First let me state, that I have never read a Ruth Ozeki novel before. Having worked in a book store for the past 5 years, I don't recall ever even seeing her books on our shelves. I took a gamble with this one. The Manager at my store reads a LOT. She always gets to books before anyone else can, and I feel sometimes, that it's hard for my co-workers and myself, to read these books after her and claim them as good as she does. When I saw this book come in, the cover caught my eye. While you shouldn't judge a book by it's cover, being a Graphic Designer myself, I know that book designers out there are doing a much better job on the cover designs. So I decided to give it a shot, hoping that if it was excellent, I would have found the next great book before my manager did. So there was a bit of an underlying scheme I had other then reading a good book.
The novel starts out with one of our main characters, Ruth, whom I feel may be an alter-ego to our author, finding an object in a large plastic bag on the beach. Ruth lives on a very remote island off the coast of BC - Whaletown. Thinking it is garbage washed up from the ocean, she brings it home to throw away. Her husband, Oliver, being the curious person he is, decides to open it. The contents of the bag are a Hello Kitty lunchbox, inside the diary of a young Japanese teenager, Nao, and the french diary of her great uncle, Haruki #1, who was a kamikaze pilot in the Second World War. Ruth begins her journey of reading Nao's diary and trying to figure out the fate of Nao, as her diary was written in 2001. Nao, without directly saying the words, is suicidal while writing her diary, and with the tsunami of 2011, Ruth does not now what may have happened to Nao.
With alternating chapters between Ruth, and Nao, we learn the story of Nao's Great-Grandmother Jiko, who became a Buddhist Nun after the second world war when her only son Haruki #1 was killed. Nao gives us some insight into her being bullied in school, having been raised in California in an American school. Her father is let go from his great job in the tech industry, and the family must move back to Japan. Having let his family down, Haruki #2, Nao's father, feels great shame and is also suicidal. Ruth embarks on a journey to track down Nao and her family anyway she can. After multiple Internet searches, she continues to come up empty handed on any information of the family. She decides to reach out to an old friend of a colleague, whom she figures must have known Nao's father while they were living in the United States. Ruth tries searches for tsunami victims with no results. She has Haruki #1's french diary translated to better learn of the family.

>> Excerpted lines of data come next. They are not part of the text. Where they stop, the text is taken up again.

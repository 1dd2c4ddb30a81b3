// SPDX-License-Identifier: MIT
// Copyright 2026 Roland Dreier <roland@rolandd.dev>

//! Shared helpers for date/time formatting and platform-local calendars.

use chrono::{DateTime, Duration, FixedOffset, NaiveDate, NaiveDateTime, Offset, SecondsFormat, Utc};

/// Format a UTC timestamp as RFC3339 using a `Z` suffix.
pub fn format_utc_rfc3339(date: DateTime<Utc>) -> String {
    date.to_rfc3339_opts(SecondsFormat::Secs, true)
}

/// Format a calendar date the way the transaction feed expects (`yyyy-mm-dd`).
pub fn format_feed_date(date: NaiveDate) -> String {
    date.format("%Y-%m-%d").to_string()
}

/// Fixed offset for the platform's local time. Out-of-range offsets fall back to UTC.
pub fn platform_offset(hours: i32) -> FixedOffset {
    FixedOffset::east_opt(hours.saturating_mul(3600)).unwrap_or(Utc.fix())
}

/// Calendar date of `instant` in the platform's local time.
pub fn local_date(instant: DateTime<Utc>, offset: FixedOffset) -> NaiveDate {
    instant.with_timezone(&offset).date_naive()
}

/// Convert a platform-local wall-clock time to UTC.
pub fn local_to_utc(naive: NaiveDateTime, offset: FixedOffset) -> DateTime<Utc> {
    (naive - Duration::seconds(i64::from(offset.local_minus_utc()))).and_utc()
}

#[cfg(test)]
mod tests {
    use super::*;
    use chrono::{NaiveTime, TimeZone};

    #[test]
    fn test_local_to_utc_applies_offset() {
        let offset = platform_offset(7);
        let naive = NaiveDate::from_ymd_opt(2025, 11, 27)
            .unwrap()
            .and_time(NaiveTime::from_hms_opt(9, 0, 0).unwrap());

        assert_eq!(
            local_to_utc(naive, offset),
            Utc.with_ymd_and_hms(2025, 11, 27, 2, 0, 0).unwrap()
        );
    }

    #[test]
    fn test_local_date_crosses_midnight() {
        let offset = platform_offset(7);
        let late_utc = Utc.with_ymd_and_hms(2025, 11, 27, 18, 30, 0).unwrap();
        assert_eq!(
            local_date(late_utc, offset),
            NaiveDate::from_ymd_opt(2025, 11, 28).unwrap()
        );
    }

    #[test]
    fn test_format_helpers() {
        let date = Utc.with_ymd_and_hms(2025, 1, 5, 10, 30, 0).unwrap();
        assert_eq!(format_utc_rfc3339(date), "2025-01-05T10:30:00Z");
        assert_eq!(format_feed_date(date.date_naive()), "2025-01-05");
    }

    #[test]
    fn test_platform_offset_out_of_range_is_utc() {
        assert_eq!(platform_offset(99).local_minus_utc(), 0);
    }
}
//! What a payer needs to complete a transfer.

use serde::Serialize;
#[cfg(feature = "binding-generation")]
use ts_rs::TS;

/// Transfer details shown next to the QR code.
#[derive(Debug, Clone, PartialEq, Eq, Serialize)]
#[cfg_attr(feature = "binding-generation", derive(TS))]
#[cfg_attr(
    feature = "binding-generation",
    ts(export, export_to = "web/src/lib/generated/")
)]
pub struct PaymentInstructions {
    pub account_number: String,
    #[cfg_attr(feature = "binding-generation", ts(type = "number"))]
    pub amount: u64,
    /// Must appear in the transfer narrative
    pub payment_code: String,
    /// VietQR image with account, amount and narrative prefilled
    pub qr_url: String,
}

/// Canonical form used to compare payment codes with bank narratives:
/// upper-cased with every whitespace character removed.
pub fn normalize_payment_text(text: &str) -> String {
    text.chars()
        .filter(|c| !c.is_whitespace())
        .flat_map(char::to_uppercase)
        .collect()
}

#[cfg(test)]
mod tests {
    use super::*;

    #[test]
    fn test_normalize_strips_all_whitespace() {
        assert_eq!(
            normalize_payment_text("  hoctuthien\tkichhoat\n ab12cd  "),
            "HOCTUTHIENKICHHOATAB12CD"
        );
    }

    #[test]
    fn test_normalize_vietnamese_uppercase() {
        assert_eq!(normalize_payment_text("ủng hộ"), "ỦNGHỘ");
    }
}
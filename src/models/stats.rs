//! Per-user totals shown on profiles.
//!
//! Computed from the booking ledger on every request; nothing is stored.

use serde::{Deserialize, Serialize};
#[cfg(feature = "binding-generation")]
use ts_rs::TS;

use crate::models::{Booking, BookingStatus};

/// Donation and session totals for one user.
#[derive(Debug, Clone, Default, PartialEq, Eq, Serialize, Deserialize)]
#[cfg_attr(feature = "binding-generation", derive(TS))]
#[cfg_attr(
    feature = "binding-generation",
    ts(export, export_to = "web/src/lib/generated/")
)]
pub struct UserStats {
    /// Sum of paid session costs (VND)
    #[cfg_attr(feature = "binding-generation", ts(type = "number"))]
    pub total_donated: u64,
    /// Sessions that are scheduled or held (not cancelled)
    pub total_sessions: u32,
}

impl UserStats {
    /// Fold the bookings a user takes part in into totals.
    ///
    /// Bookings not involving `user_id` are ignored, so callers may pass a
    /// wider slice than strictly needed.
    pub fn from_bookings<'a>(user_id: &str, bookings: impl IntoIterator<Item = &'a Booking>) -> Self {
        let mut stats = Self::default();

        for booking in bookings {
            if !booking.involves(user_id) || booking.is_cancelled() {
                continue;
            }
            if booking.is_paid() {
                stats.total_donated += booking.cost;
            }
            if matches!(
                booking.status,
                BookingStatus::Confirmed | BookingStatus::Completed
            ) {
                stats.total_sessions += 1;
            }
        }

        stats
    }
}
// SPDX-License-Identifier: MIT
// Copyright 2026 Roland Dreier <roland@rolandd.dev>

//! Availability slot routes.

use crate::error::Result;
use crate::middleware::Requester;
use crate::models::AvailabilitySlot;
use crate::services::slots::{WeeklyPattern, DEFAULT_HORIZON_WEEKS};
use crate::AppState;
use axum::{
    extract::{Path, Query, State},
    http::StatusCode,
    routing::{delete, get, post},
    Extension, Json, Router,
};
use chrono::{DateTime, Utc};
use serde::Deserialize;
use std::sync::Arc;
use validator::Validate;

pub fn routes() -> Router<Arc<AppState>> {
    Router::new().route("/api/slots", get(list_slots))
}

pub fn protected_routes() -> Router<Arc<AppState>> {
    Router::new()
        .route("/api/slots", post(create_slot))
        .route("/api/slots/recurring", post(create_recurring_slots))
        .route("/api/slots/{id}", delete(delete_slot))
}

#[derive(Deserialize)]
struct SlotsQuery {
    mentor_id: String,
}

/// Every slot of a mentor, booked or free.
async fn list_slots(
    State(state): State<Arc<AppState>>,
    Query(params): Query<SlotsQuery>,
) -> Result<Json<Vec<AvailabilitySlot>>> {
    Ok(Json(state.slots.list_slots(&params.mentor_id)?))
}

#[derive(Deserialize)]
struct CreateSlotRequest {
    start_time: DateTime<Utc>,
    duration_minutes: i64,
}

async fn create_slot(
    State(state): State<Arc<AppState>>,
    Extension(requester): Extension<Requester>,
    Json(request): Json<CreateSlotRequest>,
) -> Result<(StatusCode, Json<AvailabilitySlot>)> {
    let slot = state.slots.create_slot(
        &requester.user_id,
        request.start_time,
        request.duration_minutes,
    )?;
    Ok((StatusCode::CREATED, Json(slot)))
}

/// `{"pattern": {"Mon": ["09:00:00"]}, "duration_minutes": 60}`
#[derive(Deserialize, Validate)]
struct RecurringSlotsRequest {
    /// Weekday -> local start times
    pattern: WeeklyPattern,
    duration_minutes: i64,
    #[validate(range(min = 1, max = 52))]
    horizon_weeks: Option<u32>,
}

async fn create_recurring_slots(
    State(state): State<Arc<AppState>>,
    Extension(requester): Extension<Requester>,
    Json(request): Json<RecurringSlotsRequest>,
) -> Result<(StatusCode, Json<Vec<AvailabilitySlot>>)> {
    request.validate()?;

    let created = state.slots.create_recurring_slots(
        &requester.user_id,
        &request.pattern,
        request.duration_minutes,
        request.horizon_weeks.unwrap_or(DEFAULT_HORIZON_WEEKS),
        Utc::now(),
    )?;
    Ok((StatusCode::CREATED, Json(created)))
}

async fn delete_slot(
    State(state): State<Arc<AppState>>,
    Extension(requester): Extension<Requester>,
    Path(slot_id): Path<String>,
) -> Result<StatusCode> {
    state.slots.delete_slot(&slot_id, &requester.user_id)?;
    Ok(StatusCode::NO_CONTENT)
}
// SPDX-License-Identifier: MIT
// Copyright 2026 Roland Dreier <roland@rolandd.dev>

//! Background payment watcher.
//!
//! After a mentee is shown the QR code, the UI can ask the server to keep
//! checking the feed instead of polling itself. Each watched booking gets one
//! tokio task that re-verifies with exponential backoff and publishes the
//! final outcome on a `watch` channel. Watching a booking that is already
//! being watched joins the existing task. Only running watches are tracked;
//! a finished watch drops out of the map and its outcome stays with the
//! receivers and the booking itself.

use crate::config::Config;
use crate::error::{AppError, Result};
use crate::services::bookings::BookingService;
use crate::services::reconciler::PaymentReconciler;
use chrono::Utc;
use dashmap::mapref::entry::Entry;
use dashmap::DashMap;
use serde::Serialize;
use std::sync::Arc;
use std::time::Duration;
use tokio::sync::watch;

/// State of a payment watch.
#[derive(Debug, Clone, Copy, PartialEq, Eq, Serialize)]
#[serde(rename_all = "snake_case")]
pub enum WatchOutcome {
    Pending,
    Paid,
    Cancelled,
    /// Gave up after the configured number of checks
    Exhausted,
    /// The booking disappeared while being watched
    NotFound,
}

impl WatchOutcome {
    pub fn is_final(self) -> bool {
        self != WatchOutcome::Pending
    }
}

#[derive(Clone)]
pub struct PaymentWatcher {
    reconciler: PaymentReconciler,
    bookings: BookingService,
    watches: Arc<DashMap<String, watch::Receiver<WatchOutcome>>>,
    initial_delay: Duration,
    max_delay: Duration,
    max_attempts: u32,
}

impl PaymentWatcher {
    pub fn new(reconciler: PaymentReconciler, bookings: BookingService, config: &Config) -> Self {
        Self {
            reconciler,
            bookings,
            watches: Arc::new(DashMap::new()),
            initial_delay: Duration::from_secs(config.watch_initial_delay_secs),
            max_delay: Duration::from_secs(config.watch_max_delay_secs),
            max_attempts: config.watch_max_attempts,
        }
    }

    /// Start watching a booking's payment, or join the watch already running.
    pub fn watch_booking(&self, booking_id: &str) -> Result<watch::Receiver<WatchOutcome>> {
        let booking = self.bookings.get_booking(booking_id)?;
        if booking.is_cancelled() {
            return Err(AppError::AlreadyCancelled);
        }

        let (tx, rx) = watch::channel(WatchOutcome::Pending);
        match self.watches.entry(booking_id.to_string()) {
            Entry::Occupied(mut existing) => {
                if !existing.get().borrow().is_final() {
                    return Ok(existing.get().clone());
                }
                existing.insert(rx.clone());
            }
            Entry::Vacant(vacant) => {
                vacant.insert(rx.clone());
            }
        }

        tracing::info!(booking_id, "Payment watch started");
        tokio::spawn(self.clone().run(booking_id.to_string(), tx, rx.clone()));
        Ok(rx)
    }

    /// `Pending` while a watch runs, otherwise what the booking itself says.
    ///
    /// `None` for unknown bookings and for unpaid ones nobody is watching.
    pub fn status(&self, booking_id: &str) -> Option<WatchOutcome> {
        if self.watches.contains_key(booking_id) {
            return Some(WatchOutcome::Pending);
        }
        let booking = self.bookings.get_booking(booking_id).ok()?;
        if booking.is_cancelled() {
            Some(WatchOutcome::Cancelled)
        } else if booking.is_paid() {
            Some(WatchOutcome::Paid)
        } else {
            None
        }
    }

    /// Number of watches still polling.
    pub fn active_watches(&self) -> usize {
        self.watches.len()
    }

    async fn run(
        self,
        booking_id: String,
        tx: watch::Sender<WatchOutcome>,
        rx: watch::Receiver<WatchOutcome>,
    ) {
        let outcome = self.poll(&booking_id).await;

        // Only drop the entry if it still belongs to this task.
        self.watches
            .remove_if(&booking_id, |_, current| current.same_channel(&rx));

        tracing::info!(booking_id = %booking_id, outcome = ?outcome, "Payment watch finished");
        tx.send_replace(outcome);
    }

    async fn poll(&self, booking_id: &str) -> WatchOutcome {
        let mut delay = self.initial_delay;

        for attempt in 1..=self.max_attempts {
            tokio::time::sleep(delay).await;

            match self.reconciler.verify_booking(booking_id, Utc::now()).await {
                Ok((true, _)) => return WatchOutcome::Paid,
                Ok((false, _)) => {
                    tracing::debug!(booking_id, attempt, "Payment not seen yet");
                }
                Err(AppError::AlreadyCancelled) => return WatchOutcome::Cancelled,
                Err(AppError::NotFound(_)) => return WatchOutcome::NotFound,
                Err(e) => {
                    tracing::warn!(booking_id, attempt, error = %e, "Payment check failed");
                }
            }

            delay = delay.saturating_mul(2).min(self.max_delay);
        }

        WatchOutcome::Exhausted
    }
}

#[cfg(test)]
mod tests {
    use super::*;

    #[test]
    fn test_outcome_serialization() {
        assert_eq!(
            serde_json::to_string(&WatchOutcome::NotFound).unwrap(),
            "\"not_found\""
        );
        assert!(!WatchOutcome::Pending.is_final());
        assert!(WatchOutcome::Exhausted.is_final());
    }
}
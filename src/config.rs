// SPDX-License-Identifier: MIT
// Copyright 2026 Roland Dreier <roland@rolandd.dev>

//! Application configuration loaded from environment variables.
//!
//! Every setting has a default, so the service starts with an empty
//! environment and talks to the public Thien Nguyen feed.

use std::env;
use std::str::FromStr;

/// Public Thien Nguyen API (bank account transaction feed).
pub const DEFAULT_FEED_BASE_URL: &str = "https://apiv2.thiennguyen.app/api/v2";

/// Application configuration, loaded once at startup.
#[derive(Debug, Clone)]
pub struct Config {
    /// Server port
    pub port: u16,
    /// Frontend URL allowed by CORS
    pub frontend_url: String,

    // --- Transaction feed ---
    /// Base URL of the bank transaction feed
    pub feed_base_url: String,
    /// Upper bound on a single feed request
    pub feed_timeout_secs: u64,
    /// How many days back the feed is searched for a payment
    pub feed_lookback_days: i64,
    /// Serve the canned demo transactions when the feed is down and nothing is cached
    pub feed_demo_fallback: bool,

    // --- Booking policy ---
    /// Minimum gap between now and a slot's start for it to be bookable
    pub lead_time_minutes: i64,
    /// Offset of the platform's local time from UTC (Vietnam is +7)
    pub timezone_offset_hours: i32,

    // --- Activation ---
    /// Donation required to activate an account (VND)
    pub activation_amount: u64,
    /// Charity account receiving activation donations
    pub activation_account: String,

    // --- Payment presentation ---
    /// VietQR bank identifier (all Thien Nguyen accounts are MBBank)
    pub qr_bank_id: String,
    /// VietQR image template
    pub qr_template: String,
    /// Base URL for generated meeting links
    pub meet_base_url: String,

    // --- Payment watcher ---
    /// Delay before the first background re-check
    pub watch_initial_delay_secs: u64,
    /// Cap on the backoff delay
    pub watch_max_delay_secs: u64,
    /// Number of feed checks before the watcher gives up
    pub watch_max_attempts: u32,

    /// Populate the ledger with demo users, slots and bookings at startup
    pub seed_demo_data: bool,
}

impl Default for Config {
    fn default() -> Self {
        Self {
            port: 8080,
            frontend_url: "http://localhost:5173".to_string(),
            feed_base_url: DEFAULT_FEED_BASE_URL.to_string(),
            feed_timeout_secs: 10,
            feed_lookback_days: 3,
            feed_demo_fallback: false,
            lead_time_minutes: 30,
            timezone_offset_hours: 7,
            activation_amount: 10_000,
            activation_account: "2000".to_string(),
            qr_bank_id: "MB".to_string(),
            qr_template: "compact2".to_string(),
            meet_base_url: "https://meet.google.com".to_string(),
            watch_initial_delay_secs: 15,
            watch_max_delay_secs: 300,
            watch_max_attempts: 12,
            seed_demo_data: false,
        }
    }
}

impl Config {
    /// Load configuration from environment variables (and `.env` if present).
    pub fn from_env() -> Result<Self, ConfigError> {
        dotenvy::dotenv().ok(); // Load .env file if present

        let defaults = Self::default();

        Ok(Self {
            port: parse_or("PORT", defaults.port)?,
            frontend_url: env::var("FRONTEND_URL").unwrap_or(defaults.frontend_url),
            feed_base_url: env::var("FEED_BASE_URL")
                .map(|v| v.trim().trim_end_matches('/').to_string())
                .unwrap_or(defaults.feed_base_url),
            feed_timeout_secs: parse_or("FEED_TIMEOUT_SECS", defaults.feed_timeout_secs)?,
            feed_lookback_days: parse_or("FEED_LOOKBACK_DAYS", defaults.feed_lookback_days)?,
            feed_demo_fallback: parse_or("FEED_DEMO_FALLBACK", defaults.feed_demo_fallback)?,
            lead_time_minutes: parse_or("BOOKING_LEAD_TIME_MINUTES", defaults.lead_time_minutes)?,
            timezone_offset_hours: parse_or(
                "TIMEZONE_OFFSET_HOURS",
                defaults.timezone_offset_hours,
            )?,
            activation_amount: parse_or("ACTIVATION_AMOUNT", defaults.activation_amount)?,
            activation_account: env::var("ACTIVATION_ACCOUNT")
                .unwrap_or(defaults.activation_account),
            qr_bank_id: env::var("QR_BANK_ID").unwrap_or(defaults.qr_bank_id),
            qr_template: env::var("QR_TEMPLATE").unwrap_or(defaults.qr_template),
            meet_base_url: env::var("MEET_BASE_URL").unwrap_or(defaults.meet_base_url),
            watch_initial_delay_secs: parse_or(
                "WATCH_INITIAL_DELAY_SECS",
                defaults.watch_initial_delay_secs,
            )?,
            watch_max_delay_secs: parse_or("WATCH_MAX_DELAY_SECS", defaults.watch_max_delay_secs)?,
            watch_max_attempts: parse_or("WATCH_MAX_ATTEMPTS", defaults.watch_max_attempts)?,
            seed_demo_data: parse_or("SEED_DEMO_DATA", defaults.seed_demo_data)?,
        })
    }

    /// Config for tests: feed pointed at a closed local port, zero watcher delays.
    pub fn test_default() -> Self {
        Self {
            feed_base_url: "http://127.0.0.1:9".to_string(),
            feed_timeout_secs: 2,
            watch_initial_delay_secs: 0,
            watch_max_delay_secs: 0,
            watch_max_attempts: 3,
            ..Self::default()
        }
    }
}

/// Parse an optional environment variable, falling back to `default` when unset.
fn parse_or<T: FromStr>(key: &'static str, default: T) -> Result<T, ConfigError> {
    match env::var(key) {
        Ok(raw) => raw
            .trim()
            .parse()
            .map_err(|_| ConfigError::Invalid(key, raw)),
        Err(_) => Ok(default),
    }
}

/// Configuration errors
#[derive(Debug, thiserror::Error)]
pub enum ConfigError {
    #[error("Invalid value for environment variable {0}: {1:?}")]
    Invalid(&'static str, String),
}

This book did pull me in right away. I find I'm more interested when the chapters go back and forth between multiple characters, and I also enjoy reading diary-style novels, so this one hit 2 birds with one stone for me. While the story became in-depth and we discovered more, throughout most of the book I felt as though there wasn't a whole lot happening. Until I got to the end. Everything unfolds and we catch up to Nao and her family. The book finishes with some unanswered questions, but I felt very content with the way it left off. There's nothing I dislike more then when a book leaves so many loose ends, with no indication of a sequel. So when this one ended I felt very at peace with the story just told to me.
To me, this book hit everything I like. Ruth's mother died of Alzheimer's, while it doesn't go into it much, it's still there. Alzheimer's is close to me, so I liked that aspect. Nao's great uncle fought in WWII, in which I have a strong interest. Her great-grandmother is a Buddhist nun, Buddhism is always something I've found fascinating. Like I said, I enjoy multiple person narrative and journal entry novels. Her father is a great mind in the Internet and tech industry, and in the end, we are even thrown into quantum physics and alternate universes, which is oddly, something I think about quite often. I really enjoyed this story, and definitely will be looking into Ozeki's other novels.